Perché fai il broncio? Non ti piace? Come osi offenderti? È solo un bambino, ti dispiace per lui? Ti dispiace per tuo fratello? Sei così avido ed egoista. Vai da sola e pensa a quanto sia brutto essere così». Di solito la ragazza piange in silenzio e se ne va. Sospira, poi decide di ricominciare da capo, in un’altra «famiglia» (e dopo tutto, una società è «una grande famiglia», mai sentita?). Spera che prima o poi ci sia un posto dove sarà accettata come sua, dove tutto sarà giusto, che ci sia un angolo di terra libero dai fratellini cattivi.

Non c’è verità nel mondo, ma non c’è verità in alto, diceva il poeta. Portiamo il nostro universo nell’anima e ricostruiamo di volta in volta il nostro mondo interiore intorno a noi.

Finché questa ragazza non scopre (di solito nel corso di una psicoterapia) quell’episodio o quella lunga storia della sua infanzia, quando è stata offesa immeritatamente, scavalcata dalla ricompensa, punita per il misfatto di qualcun altro e nessuno l’ha difesa, non è intervenuto, non l’ha compatita.

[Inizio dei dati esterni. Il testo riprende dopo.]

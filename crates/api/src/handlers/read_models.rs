//! Handlers for the read-only todo projections.

use axum::extract::State;
use axum::Json;
use todo_core::read_models::{self, ActiveTodo, CompletedTodo, TodoDetails, TodoSummary};

use crate::error::AppResult;
use crate::state::AppState;

/// GET /api/v1/get-all-todos
pub async fn get_all_todos(State(state): State<AppState>) -> AppResult<Json<Vec<TodoSummary>>> {
    let rows = read_models::get_all_todos(state.store.as_ref()).await?;
    Ok(Json(rows))
}

/// GET /api/v1/get-active-todos
pub async fn get_active_todos(
    State(state): State<AppState>,
) -> AppResult<Json<Vec<ActiveTodo>>> {
    let rows = read_models::get_active_todos(state.store.as_ref()).await?;
    Ok(Json(rows))
}

/// GET /api/v1/get-completed-todos
pub async fn get_completed_todos(
    State(state): State<AppState>,
) -> AppResult<Json<Vec<CompletedTodo>>> {
    let rows = read_models::get_completed_todos(state.store.as_ref()).await?;
    Ok(Json(rows))
}

/// GET /api/v1/get-todo-details
pub async fn get_todo_details(State(state): State<AppState>) -> AppResult<Json<Vec<TodoDetails>>> {
    let rows = read_models::get_todo_details(state.store.as_ref()).await?;
    Ok(Json(rows))
}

Finché padre Forestry non darà una ripassata alla matrigna cattiva, Cenerentola siederà nel suo angolo polveroso, piangerà e cercherà di compiacere. La Fata Madrina non arriva, dobbiamo trovarla nel nostro cuore. Difenderci come una bambina amata. Prenderci cura di noi stessi come un figlio prediletto. Comprare il gelato e coprirci con una coperta — come un bambino preferito.

Allora tutti i fratelli minori diventeranno ciò che sono veramente: parte della famiglia dei loro genitori. E Cenerentola crescerà e diventerà una regina.